{T 0/2}
8C_112/2010
Arrêt du 17 août 2010
Ire Cour de droit social
Composition
MM. les Juges Ursprung, Président,
Frésard et Maillard.
Greffière: Mme Berset.
Participants à la procédure
K.________,
représenté par Me Pierre Seidler, avocat,
recourant,
contre
AXA Assurances SA, General Guisan-Strasse 40, 8400 Winterthur,
représentée par Me Jean-Michel Duc, avocat,
intimée.
Objet
Assurance-accidents (lien de causalité),
recours contre le jugement de la Cour des assurances sociales du Tribunal cantonal vaudois du 8 décembre 2009.
Faits:
A.
K.________, né en 1978, a travaillé en qualité d'agent professionnel au service de X.________ SA, à N.________. A ce titre, il était assuré obligatoirement contre le risque d'accident auprès de Winterthur Assurances, aujourd'hui AXA Assurances SA (ci-après: l'assureur).

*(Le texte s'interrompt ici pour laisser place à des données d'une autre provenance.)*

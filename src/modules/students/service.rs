use std::collections::HashMap;

use async_trait::async_trait;
use kaayjang_core::{PaginatedResponse, PaginationParams, ServiceError, ServiceResult};
use kaayjang_models::classes::Class;
use kaayjang_models::students::{CreateStudentDto, Student, StudentWithClass, UpdateStudentDto};
use kaayjang_models::{ClassId, StudentId};
use sqlx::PgPool;
use tracing::instrument;

use crate::modules::classes::service::ClassService;
use crate::modules::repository::{Repository, like_pattern};

const STUDENT_COLUMNS: &str = "id, matricule, last_name, first_name, birth_date, phone, address, \
                               class_id, created_at, updated_at";

const CLASS_MISSING: &str = "Class does not exist";

const SEARCH_FILTER: &str = "last_name ILIKE $1 OR first_name ILIKE $1 OR matricule ILIKE $1";

fn duplicate_matricule(matricule: &str) -> String {
    format!("Student with matricule \"{}\" already exists", matricule)
}

#[derive(Clone, Debug)]
pub struct StudentService {
    db: PgPool,
    classes: ClassService,
}

impl StudentService {
    pub fn new(db: PgPool) -> Self {
        Self {
            classes: ClassService::new(db.clone()),
            db,
        }
    }

    async fn ensure_unique_matricule(
        &self,
        matricule: &str,
        exclude: Option<&StudentId>,
    ) -> ServiceResult<()> {
        let existing: Option<StudentId> =
            sqlx::query_scalar("SELECT id FROM students WHERE matricule = $1")
                .bind(matricule)
                .fetch_optional(&self.db)
                .await?;

        match existing {
            Some(id) if Some(&id) != exclude => {
                Err(ServiceError::conflict(duplicate_matricule(matricule)))
            }
            _ => Ok(()),
        }
    }

    /// Attaches each student's class, with the class's level and track.
    async fn expand(&self, students: Vec<Student>) -> ServiceResult<Vec<StudentWithClass>> {
        let mut class_ids: Vec<ClassId> = students.iter().map(|s| s.class_id.clone()).collect();
        class_ids.sort();
        class_ids.dedup();

        let classes = sqlx::query_as::<_, Class>(
            "SELECT id, code, label, level_id, track_id, created_at, updated_at
             FROM classes
             WHERE id = ANY($1)",
        )
        .bind(&class_ids)
        .fetch_all(&self.db)
        .await?;

        let classes: HashMap<ClassId, _> = self
            .classes
            .expand(classes)
            .await?
            .into_iter()
            .map(|c| (c.class.id.clone(), c))
            .collect();

        students
            .into_iter()
            .map(|student| match classes.get(&student.class_id) {
                Some(classe) => Ok(StudentWithClass {
                    classe: classe.clone(),
                    student,
                }),
                None => Err(ServiceError::Database(sqlx::Error::RowNotFound)),
            })
            .collect()
    }

    /// A page of students whose last name, first name or matricule contains
    /// `term`, ignoring case. Without a term every student is listed.
    #[instrument(skip(self))]
    pub async fn search(
        &self,
        term: Option<&str>,
        params: &PaginationParams,
    ) -> ServiceResult<PaginatedResponse<StudentWithClass>> {
        let (students, total) = match term.map(str::trim).filter(|t| !t.is_empty()) {
            Some(term) => {
                let pattern = like_pattern(term);
                let page_sql = format!(
                    "SELECT {} FROM students
                     WHERE {}
                     ORDER BY created_at DESC, id DESC
                     LIMIT $2 OFFSET $3",
                    STUDENT_COLUMNS, SEARCH_FILTER
                );
                let count_sql = format!("SELECT COUNT(*) FROM students WHERE {}", SEARCH_FILTER);
                tokio::try_join!(
                    sqlx::query_as::<_, Student>(&page_sql)
                        .bind(&pattern)
                        .bind(params.limit())
                        .bind(params.offset())
                        .fetch_all(&self.db),
                    sqlx::query_scalar::<_, i64>(&count_sql)
                        .bind(&pattern)
                        .fetch_one(&self.db),
                )?
            }
            None => {
                let page = self.list_page(params).await?;
                (page.data, page.total)
            }
        };

        let expanded = self.expand(students).await?;
        Ok(PaginatedResponse::new(expanded, total, params))
    }

    /// Every student of the class, ordered by last then first name.
    #[instrument(skip(self))]
    pub async fn list_by_class(&self, class_id: &ClassId) -> ServiceResult<Vec<StudentWithClass>> {
        let students = sqlx::query_as::<_, Student>(&format!(
            "SELECT {} FROM students
             WHERE class_id = $1
             ORDER BY last_name ASC, first_name ASC",
            STUDENT_COLUMNS
        ))
        .bind(class_id)
        .fetch_all(&self.db)
        .await?;

        self.expand(students).await
    }

    #[instrument(skip(self))]
    pub async fn find_by_matricule(
        &self,
        matricule: &str,
    ) -> ServiceResult<Option<StudentWithClass>> {
        let student = sqlx::query_as::<_, Student>(&format!(
            "SELECT {} FROM students WHERE matricule = $1",
            STUDENT_COLUMNS
        ))
        .bind(matricule)
        .fetch_optional(&self.db)
        .await?;

        Ok(self.expand(student.into_iter().collect()).await?.pop())
    }

    #[instrument(skip(self))]
    pub async fn find_with_class(&self, id: &StudentId) -> ServiceResult<Option<StudentWithClass>> {
        let student = self.get_by_id(id).await?;
        Ok(self.expand(student.into_iter().collect()).await?.pop())
    }
}

#[async_trait]
impl Repository for StudentService {
    type Id = StudentId;
    type Entity = Student;
    type CreateDto = CreateStudentDto;
    type UpdateDto = UpdateStudentDto;

    const RESOURCE: &'static str = "Student";

    #[instrument(skip(self))]
    async fn list_page(
        &self,
        params: &PaginationParams,
    ) -> ServiceResult<PaginatedResponse<Student>> {
        let page_sql = format!(
            "SELECT {} FROM students ORDER BY created_at DESC, id DESC LIMIT $1 OFFSET $2",
            STUDENT_COLUMNS
        );
        let (students, total) = tokio::try_join!(
            sqlx::query_as::<_, Student>(&page_sql)
                .bind(params.limit())
                .bind(params.offset())
                .fetch_all(&self.db),
            sqlx::query_scalar::<_, i64>("SELECT COUNT(*) FROM students").fetch_one(&self.db),
        )?;

        Ok(PaginatedResponse::new(students, total, params))
    }

    #[instrument(skip(self))]
    async fn get_by_id(&self, id: &StudentId) -> ServiceResult<Option<Student>> {
        let student = sqlx::query_as::<_, Student>(&format!(
            "SELECT {} FROM students WHERE id = $1",
            STUDENT_COLUMNS
        ))
        .bind(id)
        .fetch_optional(&self.db)
        .await?;

        Ok(student)
    }

    /// The class reference is left to the foreign key.
    #[instrument(skip(self))]
    async fn insert(&self, dto: CreateStudentDto) -> ServiceResult<Student> {
        self.ensure_unique_matricule(&dto.matricule, None).await?;

        sqlx::query_as::<_, Student>(&format!(
            "INSERT INTO students
                (matricule, last_name, first_name, birth_date, phone, address, class_id)
             VALUES ($1, $2, $3, $4, $5, $6, $7)
             RETURNING {}",
            STUDENT_COLUMNS
        ))
        .bind(&dto.matricule)
        .bind(&dto.last_name)
        .bind(&dto.first_name)
        .bind(dto.birth_date)
        .bind(&dto.phone)
        .bind(&dto.address)
        .bind(ClassId::from(dto.class_id.as_str()))
        .fetch_one(&self.db)
        .await
        .map_err(|e| ServiceError::from_db(e, &duplicate_matricule(&dto.matricule), CLASS_MISSING))
    }

    #[instrument(skip(self))]
    async fn update_partial(&self, id: &StudentId, dto: UpdateStudentDto) -> ServiceResult<Student> {
        if let Some(matricule) = &dto.matricule {
            self.ensure_unique_matricule(matricule, Some(id)).await?;
        }

        let class_id = dto.class_id.as_deref().map(ClassId::from);

        sqlx::query_as::<_, Student>(&format!(
            "UPDATE students
             SET matricule = COALESCE($2, matricule),
                 last_name = COALESCE($3, last_name),
                 first_name = COALESCE($4, first_name),
                 birth_date = COALESCE($5, birth_date),
                 phone = COALESCE($6, phone),
                 address = COALESCE($7, address),
                 class_id = COALESCE($8, class_id),
                 updated_at = NOW()
             WHERE id = $1
             RETURNING {}",
            STUDENT_COLUMNS
        ))
        .bind(id)
        .bind(&dto.matricule)
        .bind(&dto.last_name)
        .bind(&dto.first_name)
        .bind(dto.birth_date)
        .bind(&dto.phone)
        .bind(&dto.address)
        .bind(&class_id)
        .fetch_optional(&self.db)
        .await
        .map_err(|e| {
            let matricule = dto.matricule.as_deref().unwrap_or_default();
            ServiceError::from_db(e, &duplicate_matricule(matricule), CLASS_MISSING)
        })?
        .ok_or_else(|| ServiceError::not_found("Student not found"))
    }

    #[instrument(skip(self))]
    async fn remove(&self, id: &StudentId) -> ServiceResult<Student> {
        sqlx::query_as::<_, Student>(&format!(
            "DELETE FROM students WHERE id = $1 RETURNING {}",
            STUDENT_COLUMNS
        ))
        .bind(id)
        .fetch_optional(&self.db)
        .await?
        .ok_or_else(|| ServiceError::not_found("Student not found"))
    }

    #[instrument(skip(self))]
    async fn exists_by_id(&self, id: &StudentId) -> ServiceResult<bool> {
        let exists =
            sqlx::query_scalar::<_, bool>("SELECT EXISTS(SELECT 1 FROM students WHERE id = $1)")
                .bind(id)
                .fetch_one(&self.db)
                .await?;

        Ok(exists)
    }
}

Le 8 mars 2004, le prénommé a été victime d'un accident. Alors qu'il circulait au volant de sa voiture, à M.________, le véhicule précédant le sien s'est arrêté brusquement pour laisser passer un piéton. L'assuré s'est arrêté à son tour et sa voiture a été heurtée à l'arrière par une camionnette avant de heurter elle-même le véhicule qui la précédait. Souffrant de douleurs, l'assuré s'est rendu, le 18 mars 2004, au centre médical Y.________, où il a été examiné par le docteur V.________, spécialiste en médecine interne. Celui-ci a posé le diagnostic d'entorse cervicale et prescrit un traitement conservateur. L'incapacité de travail était totale. Le 29 mars 2004, l'employeur a rempli une déclaration d'accident LAA. L'assureur a pris le cas en charge.
La doctoresse D.________, médecin à l'Institut de radiologie de la Clinique Z.________, a procédé le 3 mai 2004 à un scanner dorso-lombaire, lequel n'a révélé ni lésion traumatique, ni hernie discale, mais a mis en évidence des séquelles d'une maladie de Scheuermann ainsi qu'une légère arthrose inter-facettaire pluri-étagée et des calcifications pluri-étagées du ligament jaune.
Du 2 au 18 juin 2004, K.________ a été hospitalisé au Service de rhumatologie, médecine physique et réhabilitation de l'Hôpital B.________. Dans un rapport du 28 juin 2004, le docteur G.________ et la doctoresse C.________ ont posé les diagnostics principaux de dorsalgies chroniques non spécifiques dans le cadre de dysbalances musculaires et de probable état anxio-dépressif réactionnnel. Les séquelles de la maladie de Scheuermann ne permettaient pas d'expliquer la symptomatologie.
Dans une expertise du 28 janvier 2005, le docteur H.________, spécialiste en neurologie, a diagnostiqué un status après distorsion cervicale simple et possible contusion dorso-lombaire banale le 8 mars 2004, des cervico-dorsalgies persistantes sans substrat organique objectivable, ainsi qu'une suspicion de syndrome somatoforme douloureux. Sur le plan strictement somatique, le statu quo ante avait été retrouvé six mois après l'événement accidentel.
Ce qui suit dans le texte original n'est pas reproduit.